### Action item
Among the entries, find the lines with the string "data" and report them.

Listed records Start Marker

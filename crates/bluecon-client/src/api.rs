// SPDX-FileCopyrightText: 2026 BlueCon Contributors
// SPDX-License-Identifier: MIT OR Apache-2.0

//! HTTP client for the vendor's REST endpoints.
//!
//! [`FermaxApi`] is stateless apart from the shared `reqwest::Client`; every
//! method takes the `Authorization` header value to send. Token handling
//! lives in [`TokenManager`](crate::oauth::TokenManager).

use std::time::Duration;

use base64::Engine;
use bluecon_core::{AccessId, BlueconError, CallLog, DeviceInfo, Pairing, User};
use reqwest::{Response, StatusCode, Url};
use serde::Deserialize;
use serde::de::DeserializeOwned;
use serde_json::json;
use tracing::{debug, warn};

const PAIRINGS_PATH: &str = "/pairing/api/v3/pairings/me";
const USER_PATH: &str = "/user/api/v1/users/me";
const DEVICE_PATH: &str = "/deviceaction/api/v1/device";
const ACK_PATH: &str = "/callmanager/api/v1/message/ack";
const APP_TOKEN_PATH: &str = "/notification/api/v1/apptoken";
const CALL_REGISTRY_PATH: &str = "/callManager/api/v1/callregistry/participant";
const PHOTO_PATH: &str = "/callManager/api/v1/photocall";

/// Client identity reported when registering the app token.
const APP_VERSION: &str = "3.3.2";
const APP_LOCALE: &str = "en";
const APP_OS: &str = "Android";
const APP_OS_VERSION: &str = "Android 13";

/// Builds the shared HTTP client.
///
/// Idle connections are never pooled: the listener thread calls through the
/// same client from its own runtime, and a pooled connection is bound to the
/// runtime that opened it.
pub fn build_http_client(timeout: Duration) -> Result<reqwest::Client, BlueconError> {
    reqwest::Client::builder()
        .timeout(timeout)
        .pool_max_idle_per_host(0)
        .user_agent(concat!("bluecon/", env!("CARGO_PKG_VERSION")))
        .build()
        .map_err(|e| BlueconError::transport("failed to build HTTP client", e))
}

#[derive(Debug, Deserialize)]
struct PhotoResponse {
    image: PhotoImage,
}

#[derive(Debug, Deserialize)]
struct PhotoImage {
    data: String,
}

/// Vendor REST API.
#[derive(Debug, Clone)]
pub struct FermaxApi {
    client: reqwest::Client,
    base_url: String,
}

impl FermaxApi {
    pub fn new(client: reqwest::Client, base_url: impl Into<String>) -> Self {
        Self {
            client,
            base_url: base_url.into().trim_end_matches('/').to_string(),
        }
    }

    pub fn base_url(&self) -> &str {
        &self.base_url
    }

    fn url(&self, path: &str) -> Result<Url, BlueconError> {
        Url::parse(&format!("{}{}", self.base_url, path))
            .map_err(|e| BlueconError::Config(format!("invalid API URL {}: {e}", self.base_url)))
    }

    /// Device endpoint with `device_id` escaped as a single path segment.
    fn device_url(&self, device_id: &str, action: Option<&str>) -> Result<Url, BlueconError> {
        let mut url = self.url(DEVICE_PATH)?;
        url.path_segments_mut()
            .map_err(|()| {
                BlueconError::Config(format!("API URL cannot take a path: {}", self.base_url))
            })?
            .push(device_id)
            .extend(action);
        Ok(url)
    }

    pub async fn pairings(&self, auth: &str) -> Result<Vec<Pairing>, BlueconError> {
        let response = self.get(auth, self.url(PAIRINGS_PATH)?, &[]).await?;
        expect_json(response, "pairings").await
    }

    pub async fn user(&self, auth: &str) -> Result<User, BlueconError> {
        let response = self.get(auth, self.url(USER_PATH)?, &[]).await?;
        expect_json(response, "user info").await
    }

    /// Device telemetry, or `None` when the backend does not answer 2xx.
    pub async fn device_info(
        &self,
        auth: &str,
        device_id: &str,
    ) -> Result<Option<DeviceInfo>, BlueconError> {
        let response = self.get(auth, self.device_url(device_id, None)?, &[]).await?;
        if !response.status().is_success() {
            debug!(device_id, status = %response.status(), "device info unavailable");
            return Ok(None);
        }
        expect_json(response, "device info").await.map(Some)
    }

    pub async fn open_door(
        &self,
        auth: &str,
        device_id: &str,
        access_id: &AccessId,
    ) -> Result<bool, BlueconError> {
        let url = self.device_url(device_id, Some("directed-opendoor"))?;
        let response = self.post_json(auth, url, access_id).await?;
        Ok(accepted(response.status(), "open door"))
    }

    pub async fn acknowledge(&self, auth: &str, message_id: &str) -> Result<bool, BlueconError> {
        let body = json!({ "attended": true, "fcmMessageId": message_id });
        let response = self.post_json(auth, self.url(ACK_PATH)?, &body).await?;
        Ok(accepted(response.status(), "acknowledge"))
    }

    /// Registers (or deactivates) `token` as this installation's push target.
    pub async fn set_app_token(
        &self,
        auth: &str,
        token: &str,
        active: bool,
    ) -> Result<bool, BlueconError> {
        let body = json!({
            "token": token,
            "appVersion": APP_VERSION,
            "locale": APP_LOCALE,
            "os": APP_OS,
            "osVersion": APP_OS_VERSION,
            "active": active,
        });
        let response = self.post_json(auth, self.url(APP_TOKEN_PATH)?, &body).await?;
        Ok(accepted(response.status(), "app token"))
    }

    pub async fn call_registry(
        &self,
        auth: &str,
        app_token: &str,
    ) -> Result<Vec<CallLog>, BlueconError> {
        let query = [("appToken", app_token), ("callRegistryType", "all")];
        let response = self.get(auth, self.url(CALL_REGISTRY_PATH)?, &query).await?;
        expect_json(response, "call registry").await
    }

    /// Downloads and decodes a call photo. `None` when the backend has no photo.
    pub async fn photo(&self, auth: &str, photo_id: &str) -> Result<Option<Vec<u8>>, BlueconError> {
        let url = self.url(PHOTO_PATH)?;
        let response = self.get(auth, url, &[("photoId", photo_id)]).await?;
        if response.status() == StatusCode::NOT_FOUND {
            return Ok(None);
        }
        let photo: PhotoResponse = expect_json(response, "photo").await?;
        base64::engine::general_purpose::STANDARD
            .decode(photo.image.data.trim())
            .map(Some)
            .map_err(|e| BlueconError::Decode(format!("invalid photo data: {e}")))
    }

    async fn get(
        &self,
        auth: &str,
        url: Url,
        query: &[(&str, &str)],
    ) -> Result<Response, BlueconError> {
        let path = url.path().to_string();
        self.client
            .get(url)
            .header(reqwest::header::AUTHORIZATION, auth)
            .query(query)
            .send()
            .await
            .map_err(|e| BlueconError::transport(format!("GET {path} failed"), e))
    }

    async fn post_json<B: serde::Serialize + ?Sized>(
        &self,
        auth: &str,
        url: Url,
        body: &B,
    ) -> Result<Response, BlueconError> {
        let path = url.path().to_string();
        self.client
            .post(url)
            .header(reqwest::header::AUTHORIZATION, auth)
            .json(body)
            .send()
            .await
            .map_err(|e| BlueconError::transport(format!("POST {path} failed"), e))
    }
}

fn accepted(status: StatusCode, what: &str) -> bool {
    if status.is_success() {
        debug!(status = %status, "{what} accepted");
        true
    } else {
        warn!(status = %status, "{what} rejected");
        false
    }
}

async fn expect_json<T: DeserializeOwned>(response: Response, what: &str) -> Result<T, BlueconError> {
    let status = response.status();
    if !status.is_success() {
        let body = response.text().await.unwrap_or_default();
        return Err(BlueconError::Transport {
            message: format!("{what} request returned {status}: {body}"),
            source: None,
        });
    }
    response
        .json::<T>()
        .await
        .map_err(|e| BlueconError::Decode(format!("invalid {what} response: {e}")))
}

/// Newest call log for `device_id` that carries a photo.
pub fn latest_photo_call<'a>(logs: &'a [CallLog], device_id: &str) -> Option<&'a CallLog> {
    logs.iter()
        .filter(|log| log.device_id == device_id && log.photo_id.is_some())
        .filter_map(|log| log.parsed_call_date().map(|date| (date, log)))
        .max_by_key(|(date, _)| *date)
        .map(|(_, log)| log)
}

#[cfg(test)]
mod tests {
    use super::*;
    use wiremock::matchers::{body_json, header, method, path, query_param};
    use wiremock::{Mock, MockServer, ResponseTemplate};

    const AUTH: &str = "Bearer test-access";

    async fn api(server: &MockServer) -> FermaxApi {
        let client = build_http_client(Duration::from_secs(5)).unwrap();
        FermaxApi::new(client, server.uri())
    }

    fn log(device: &str, photo: Option<&str>, date: &str) -> CallLog {
        CallLog {
            call_id: None,
            device_id: device.into(),
            photo_id: photo.map(str::to_string),
            call_date: date.into(),
        }
    }

    #[tokio::test]
    async fn pairings_send_bearer_and_parse() {
        let server = MockServer::start().await;
        Mock::given(method("GET"))
            .and(path(PAIRINGS_PATH))
            .and(header("authorization", AUTH))
            .respond_with(ResponseTemplate::new(200).set_body_json(json!([{
                "id": "p1",
                "deviceId": "dev-1",
                "tag": "Home",
                "status": "PAIRED",
                "accessDoorMap": {
                    "ZERO": {"title": "Street", "accessId": {"block": 100, "subblock": -1, "number": 0}, "visible": true}
                },
                "master": true
            }])))
            .expect(1)
            .mount(&server)
            .await;

        let pairings = api(&server).await.pairings(AUTH).await.unwrap();
        assert_eq!(pairings.len(), 1);
        assert_eq!(pairings[0].device_id, "dev-1");
        assert_eq!(pairings[0].access_doors["ZERO"].access_id.block, 100);
    }

    #[tokio::test]
    async fn user_info_error_status_is_transport_error() {
        let server = MockServer::start().await;
        Mock::given(method("GET"))
            .and(path(USER_PATH))
            .respond_with(ResponseTemplate::new(503).set_body_string("maintenance"))
            .mount(&server)
            .await;

        let err = api(&server).await.user(AUTH).await.unwrap_err();
        match err {
            BlueconError::Transport { message, .. } => assert!(message.contains("503")),
            other => panic!("expected transport error, got {other:?}"),
        }
    }

    #[tokio::test]
    async fn device_info_non_success_is_none() {
        let server = MockServer::start().await;
        Mock::given(method("GET"))
            .and(path("/deviceaction/api/v1/device/dev-1"))
            .respond_with(ResponseTemplate::new(404))
            .mount(&server)
            .await;

        assert!(api(&server).await.device_info(AUTH, "dev-1").await.unwrap().is_none());
    }

    #[tokio::test]
    async fn open_door_posts_access_id() {
        let server = MockServer::start().await;
        Mock::given(method("POST"))
            .and(path("/deviceaction/api/v1/device/dev-1/directed-opendoor"))
            .and(body_json(json!({"block": 100, "subblock": -1, "number": 0})))
            .respond_with(ResponseTemplate::new(200))
            .expect(1)
            .mount(&server)
            .await;

        let access = AccessId {
            block: 100,
            subblock: -1,
            number: 0,
        };
        assert!(api(&server).await.open_door(AUTH, "dev-1", &access).await.unwrap());
    }

    #[tokio::test]
    async fn device_id_stays_one_path_segment() {
        let server = MockServer::start().await;
        Mock::given(method("POST"))
            .and(path("/deviceaction/api/v1/device/a%2Fb%3Fx/directed-opendoor"))
            .respond_with(ResponseTemplate::new(200))
            .expect(1)
            .mount(&server)
            .await;

        let access = AccessId {
            block: 100,
            subblock: -1,
            number: 0,
        };
        assert!(api(&server).await.open_door(AUTH, "a/b?x", &access).await.unwrap());
    }

    #[test]
    fn device_url_escapes_the_id() {
        let api = FermaxApi::new(reqwest::Client::new(), "https://api.example.test/");
        let url = api.device_url("dev 1/../x", None).unwrap();
        assert_eq!(url.path(), "/deviceaction/api/v1/device/dev%201%2F..%2Fx");
    }

    #[tokio::test]
    async fn rejected_ack_is_false() {
        let server = MockServer::start().await;
        Mock::given(method("POST"))
            .and(path(ACK_PATH))
            .and(body_json(json!({"attended": true, "fcmMessageId": "m-1"})))
            .respond_with(ResponseTemplate::new(500))
            .mount(&server)
            .await;

        assert!(!api(&server).await.acknowledge(AUTH, "m-1").await.unwrap());
    }

    #[tokio::test]
    async fn app_token_body_identifies_client() {
        let server = MockServer::start().await;
        Mock::given(method("POST"))
            .and(path(APP_TOKEN_PATH))
            .and(body_json(json!({
                "token": "fcm-token",
                "appVersion": "3.3.2",
                "locale": "en",
                "os": "Android",
                "osVersion": "Android 13",
                "active": false
            })))
            .respond_with(ResponseTemplate::new(200))
            .expect(1)
            .mount(&server)
            .await;

        assert!(
            api(&server)
                .await
                .set_app_token(AUTH, "fcm-token", false)
                .await
                .unwrap()
        );
    }

    #[tokio::test]
    async fn photo_is_base64_decoded() {
        let server = MockServer::start().await;
        Mock::given(method("GET"))
            .and(path(PHOTO_PATH))
            .and(query_param("photoId", "ph-1"))
            .respond_with(
                ResponseTemplate::new(200).set_body_json(json!({"image": {"data": "aGVsbG8="}})),
            )
            .mount(&server)
            .await;

        let bytes = api(&server).await.photo(AUTH, "ph-1").await.unwrap();
        assert_eq!(bytes.as_deref(), Some(&b"hello"[..]));
    }

    #[test]
    fn latest_photo_call_picks_newest_with_photo() {
        let logs = vec![
            log("dev-1", Some("old"), "2024-01-01T10:00:00.000+0100"),
            log("dev-1", None, "2024-03-01T10:00:00.000+0100"),
            log("dev-2", Some("other"), "2024-04-01T10:00:00.000+0100"),
            log("dev-1", Some("new"), "2024-02-01T10:00:00+01:00"),
        ];
        let latest = latest_photo_call(&logs, "dev-1").unwrap();
        assert_eq!(latest.photo_id.as_deref(), Some("new"));
        assert!(latest_photo_call(&logs, "dev-3").is_none());
    }
}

Listed records End Marker

### Written answer
    data: String,
            .decode(photo.image.data.trim())
            .map_err(|e| BlueconError::Decode(format!("invalid photo data: {e}")))
                ResponseTemplate::new(200).set_body_json(json!({"image": {"data": "aGVsbG8="}})),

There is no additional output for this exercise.